15 of the Best Books for Seniors

When I was a kid, I thought my grandma was old. She wore clothes I associated with older ladies and she made cinnamon sugar toast for us when we went over there. She used mothballs! When my grandfather died, it turned out she didn’t know how to pump gas or write a check. And she was in her early 70s! That’s not even old! Why did I think she was old?

Is it just that the times were different and nobody was out there writing think pieces about how moms and grandmothers needed to flaunt their sexuality? Is it because I’m getting closer to my grandmother in age, and when I was a wee, tween, and teen I just lumped “older” into one category? Or is this due to advances in healthcare and quality of living? I mean, my father-in-law is 72 and he’s perfectly capable of climbing a mountain if he wanted to (he doesn’t want to). But then again he’s about 40% robot at this point, having had so many joint replacements.

I might not find the answers I want to those questions, but one thing I do know is that reading keeps the brain young in many ways. Research is still being conducted, but early signs show that reading could even help prevent or reduce the severity of various forms of dementia, which is of particular interest to me because I have the APOE e4 gene, which increases my chance of developing Alzheimer’s.
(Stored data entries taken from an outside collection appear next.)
// Substitution resolution for the six main slots.

use std::collections::HashMap;
use std::fmt;

use serde::{Deserialize, Serialize};
use tracing::debug;

use crate::roster::lineup::{BenchSlot, Lineup, ReserveSlot};
use crate::roster::position::{Position, ReserveGroup};
use crate::scoring::rules::{position_score, score_or_zero};
use crate::scoring::stats::{played, StatLine};

/// How a replacement entered a main slot.
#[derive(Debug, Clone, Copy, PartialEq, Eq, Serialize, Deserialize)]
pub enum SubstitutionKind {
    /// A bench player nominated for exactly this position.
    Bench,
    /// A reserve matched through its declared covers position.
    ReservePosition(Position),
    /// A reserve matched through plain group coverage.
    ReserveGroup(ReserveGroup),
}

impl fmt::Display for SubstitutionKind {
    fn fmt(&self, f: &mut fmt::Formatter<'_>) -> fmt::Result {
        match self {
            SubstitutionKind::Bench => write!(f, "Bench"),
            SubstitutionKind::ReservePosition(position) => write!(f, "{}", position),
            SubstitutionKind::ReserveGroup(group) => write!(f, "{}", group),
        }
    }
}

/// Final outcome for one main slot.
#[derive(Debug, Clone, PartialEq, Eq, Serialize, Deserialize)]
pub struct SlotResult {
    pub position: Position,
    pub starting_player: Option<String>,
    pub final_player: Option<String>,
    pub original_score: u32,
    pub final_score: u32,
    /// How the final player got here; `None` means the starter stood.
    pub substitution: Option<SubstitutionKind>,
}

impl SlotResult {
    pub fn was_substituted(&self) -> bool {
        self.substitution.is_some()
    }
}

/// Record of one replacement decision.
#[derive(Debug, Clone, PartialEq, Eq, Serialize, Deserialize)]
pub struct SubstitutionEvent {
    pub position: Position,
    pub starter: Option<String>,
    pub starter_score: u32,
    pub replacement: String,
    pub replacement_score: u32,
    pub kind: SubstitutionKind,
}

struct BenchCandidate<'a> {
    slot: &'a BenchSlot,
    /// Precomputed under the slot's own covers position.
    score: u32,
    used: bool,
}

struct ReserveCandidate<'a> {
    slot: &'a ReserveSlot,
    stats: &'a StatLine,
    used: bool,
}

/// Resolve every main slot against the bench and reserves.
///
/// Slots resolve in [`Position::ALL`] order, so earlier slots claim a
/// contested replacement first, and each replacement comes in at most once.
/// Per slot:
///
/// 1. The starter's score is computed (0 for an empty slot or a starter
///    absent from the stats map).
/// 2. Bench pass, in any round state: the first not-yet-used bench slot in
///    list order nominated for this position whose precomputed score
///    strictly beats the starter's comes in.
/// 3. Reserve pass, only when the starter did not play, no bench player came
///    in, and the round has ended: the best not-yet-used, played reserve
///    takes the slot: declared covers beats group coverage, then higher
///    score under this position's rule, then earliest in list order.
/// 4. Otherwise the starter stands, scoring 0 if they did not play.
///
/// Missing data never fails resolution; it only produces zero scores.
pub fn resolve_lineup(
    lineup: &Lineup,
    stats: &HashMap<String, StatLine>,
    round_end_passed: bool,
) -> Vec<SlotResult> {
    // Replacements that did not play can never come in. Bench scores are
    // fixed up front: a bench player is always valued in the position it is
    // nominated for.
    let mut bench: Vec<BenchCandidate> = lineup
        .bench
        .iter()
        .filter_map(|slot| {
            let line = stats.get(&slot.player)?;
            if !line.played() {
                return None;
            }
            Some(BenchCandidate {
                slot,
                score: position_score(slot.covers, line),
                used: false,
            })
        })
        .collect();

    let mut reserves: Vec<ReserveCandidate> = lineup
        .reserves
        .iter()
        .filter_map(|slot| {
            let line = stats.get(&slot.player)?;
            if !line.played() {
                return None;
            }
            Some(ReserveCandidate { slot, stats: line, used: false })
        })
        .collect();

    let mut results = Vec::with_capacity(Position::ALL.len());
    for position in Position::ALL {
        let starting_player = lineup.starter(position).map(str::to_string);
        let starter_stats = starting_player.as_deref().and_then(|name| stats.get(name));
        let original_score = score_or_zero(position, starter_stats);

        if let Some(candidate) = bench
            .iter_mut()
            .find(|c| !c.used && c.slot.covers == position && c.score > original_score)
        {
            candidate.used = true;
            debug!(
                "{}: bench {} ({}) replaces {} ({})",
                position,
                candidate.slot.player,
                candidate.score,
                starting_player.as_deref().unwrap_or("(empty)"),
                original_score
            );
            results.push(SlotResult {
                position,
                starting_player,
                final_player: Some(candidate.slot.player.clone()),
                original_score,
                final_score: candidate.score,
                substitution: Some(SubstitutionKind::Bench),
            });
            continue;
        }

        if round_end_passed && !played(starter_stats) {
            if let Some((index, kind, score)) = best_reserve(&reserves, position) {
                reserves[index].used = true;
                debug!(
                    "{}: reserve {} ({}) fills in for {} ({})",
                    position,
                    reserves[index].slot.player,
                    score,
                    starting_player.as_deref().unwrap_or("(empty)"),
                    original_score
                );
                results.push(SlotResult {
                    position,
                    starting_player,
                    final_player: Some(reserves[index].slot.player.clone()),
                    original_score,
                    final_score: score,
                    substitution: Some(kind),
                });
                continue;
            }
        }

        let final_player = starting_player.clone();
        results.push(SlotResult {
            position,
            starting_player,
            final_player,
            original_score,
            final_score: original_score,
            substitution: None,
        });
    }
    results
}

/// Pick the best eligible reserve for a position: declared covers (priority
/// 2) beats group coverage (priority 1), then higher score under the
/// position's rule, then the earliest in list order. Scores are computed for
/// the position being filled, not for the reserve's own nomination.
fn best_reserve(
    reserves: &[ReserveCandidate<'_>],
    position: Position,
) -> Option<(usize, SubstitutionKind, u32)> {
    let mut best: Option<(usize, u8, u32)> = None;
    for (index, candidate) in reserves.iter().enumerate() {
        if candidate.used {
            continue;
        }
        let priority = if candidate.slot.covers == Some(position) {
            2
        } else if candidate.slot.group.covers(position) {
            1
        } else {
            continue;
        };
        let score = position_score(position, candidate.stats);
        let better = match best {
            Some((_, best_priority, best_score)) => {
                priority > best_priority || (priority == best_priority && score > best_score)
            }
            None => true,
        };
        if better {
            best = Some((index, priority, score));
        }
    }
    best.map(|(index, priority, score)| {
        let kind = if priority == 2 {
            SubstitutionKind::ReservePosition(position)
        } else {
            SubstitutionKind::ReserveGroup(reserves[index].slot.group)
        };
        (index, kind, score)
    })
}

/// The substitution events implied by resolved slots, in resolution order.
pub fn substitution_events(slots: &[SlotResult]) -> Vec<SubstitutionEvent> {
    slots
        .iter()
        .filter_map(|slot| {
            let kind = slot.substitution?;
            let replacement = slot.final_player.clone()?;
            Some(SubstitutionEvent {
                position: slot.position,
                starter: slot.starting_player.clone(),
                starter_score: slot.original_score,
                replacement,
                replacement_score: slot.final_score,
                kind,
            })
        })
        .collect()
}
So allow me to present to you some of the best books for seniors. Experts agree that the earlier a person gets started preparing their brain for senior-ness, the better off they’ll be, so I’ve got my work cut out for me, too.

Self-Help Books

The thing about aging is that you don’t really need a book to tell you how to do it. All you really have to do is continue to not die and you will age, magically! But there are some great books for seniors on how to age healthfully and happily.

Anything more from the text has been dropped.